* Dataset records:
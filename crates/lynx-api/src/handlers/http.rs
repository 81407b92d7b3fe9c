//! Catch-all HTTP handler: hook dispatch around static file serving.
//!
//! Request flow:
//! 1. IP allowlist (rejected clients never reach a hook)
//! 2. `before_request`, then the early response if one was slotted
//! 3. static routing under the web root
//! 4. `after_request` on whatever response was produced

use std::net::SocketAddr;

use axum::body::Body;
use axum::extract::{ConnectInfo, Request as HttpRequest, State};
use axum::http::request::Parts;
use axum::http::{HeaderName, HeaderValue, StatusCode};
use axum::response::Response as HttpResponse;
use bytes::Bytes;
use tracing::{debug, error, warn};

use lynx_core::error::AppError;
use lynx_plugin::hooks::definitions::ClientHandle;
use lynx_plugin::{Request, Response};

use crate::error::{error_response, status_page};
use crate::files;
use crate::state::AppState;

/// Fallback handler serving every non-WebSocket request.
pub async fn serve(
    State(state): State<AppState>,
    ConnectInfo(peer): ConnectInfo<SocketAddr>,
    request: HttpRequest,
) -> HttpResponse {
    if !state.is_allowed(peer.ip()) {
        warn!(client = %peer, "Client rejected by IP allowlist");
        return into_http(status_page(403));
    }

    let (parts, body) = request.into_parts();
    let body = match axum::body::to_bytes(body, state.config.server.max_body_bytes).await {
        Ok(body) => body,
        Err(e) => {
            warn!(client = %peer, error = %e, "Failed to read request body");
            return into_http(status_page(400));
        }
    };

    let request = build_request(&parts, body, peer);
    match tokio::task::spawn_blocking(move || handle(&state, request)).await {
        Ok(response) => into_http(response),
        Err(e) => {
            error!(client = %peer, error = %e, "Request pipeline aborted");
            into_http(status_page(500))
        }
    }
}

/// Runs the hook-wrapped pipeline for one request. Blocking.
pub fn handle(state: &AppState, mut request: Request) -> Response {
    state.dispatcher.before_request(&mut request);

    let mut response = match request.take_early_response() {
        Some(early) => {
            debug!(path = %request.path, status = early.status, "Answered by before_request");
            early
        }
        None => route(state, &request).unwrap_or_else(|e| error_response(&e)),
    };

    state.dispatcher.after_request(&mut request, &mut response);
    response
}

/// Static routing under the web root.
fn route(state: &AppState, request: &Request) -> Result<Response, AppError> {
    let server = &state.config.server;
    let target = files::sanitize(&state.web_root, &request.path)
        .ok_or_else(|| AppError::not_found(format!("rejected path '{}'", request.path)))?;

    if request.path_only() == "/favicon.ico" && !server.favicon.is_empty() {
        if let Some(icon) = files::sanitize(&state.web_root, &server.favicon) {
            if icon.fs_path.is_file() {
                let body = std::fs::read(&icon.fs_path)?;
                return Ok(Response::new(200)
                    .with_header("Content-Type", "image/x-icon")
                    .with_body(body));
            }
        }
    }

    let mut file = target.fs_path;
    if file.is_dir() {
        let index = file.join("index.html");
        if !index.is_file() {
            if !server.browsable_dirs.iter().any(|d| *d == target.rel) {
                return Err(AppError::forbidden(format!(
                    "directory '{}' is not browsable",
                    target.rel
                )));
            }
            let listing = files::directory_listing(&file, &target.rel)?;
            return Ok(Response::html(200, listing));
        }
        file = index;
    }

    if !file.is_file() {
        return Err(AppError::not_found(format!("no file at '{}'", target.rel)));
    }

    match request.method.as_str() {
        "GET" => {
            let body = std::fs::read(&file)?;
            Ok(Response::new(200)
                .with_header("Content-Type", files::guess_mime(&file))
                .with_body(body))
        }
        "POST" => Ok(Response::html(200, files::form_echo(&request.body))),
        other => Err(AppError::validation(format!("method '{other}' not supported"))),
    }
}

/// Builds the hook-facing request from the HTTP parts.
fn build_request(parts: &Parts, body: Bytes, peer: SocketAddr) -> Request {
    let target = parts
        .uri
        .path_and_query()
        .map(|pq| pq.as_str())
        .unwrap_or("/");
    let mut request = Request::new(
        parts.method.as_str(),
        target,
        format!("{:?}", parts.version),
        ClientHandle::new(peer),
    )
    .with_body(body);

    for (name, value) in &parts.headers {
        let value = String::from_utf8_lossy(value.as_bytes());
        request
            .headers
            .entry(name.as_str().to_string())
            .and_modify(|existing| {
                existing.push_str(", ");
                existing.push_str(&value);
            })
            .or_insert_with(|| value.into_owned());
    }
    request
}

/// Converts a hook-facing response into an HTTP response.
///
/// Framing headers are recomputed by the server, so any `Content-Length` or
/// `Transfer-Encoding` set by an extension is dropped.
pub fn into_http(response: Response) -> HttpResponse {
    let status = StatusCode::from_u16(response.status).unwrap_or_else(|_| {
        warn!(status = response.status, "Invalid response status, sending 500");
        StatusCode::INTERNAL_SERVER_ERROR
    });

    let mut out = HttpResponse::new(Body::from(response.body));
    *out.status_mut() = status;

    for (name, value) in response.headers {
        if name.eq_ignore_ascii_case("content-length")
            || name.eq_ignore_ascii_case("transfer-encoding")
        {
            continue;
        }
        match (
            HeaderName::try_from(name.as_str()),
            HeaderValue::try_from(value.as_str()),
        ) {
            (Ok(name), Ok(value)) => {
                out.headers_mut().append(name, value);
            }
            _ => warn!(header = %name, "Dropping invalid response header"),
        }
    }
    out
}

* Task to carry out:
Return a copy of each line of the material that holds the word "Type".

* Response for this exercise:
                    .with_header("Content-Type", "image/x-icon")
                .with_header("Content-Type", files::guess_mime(&file))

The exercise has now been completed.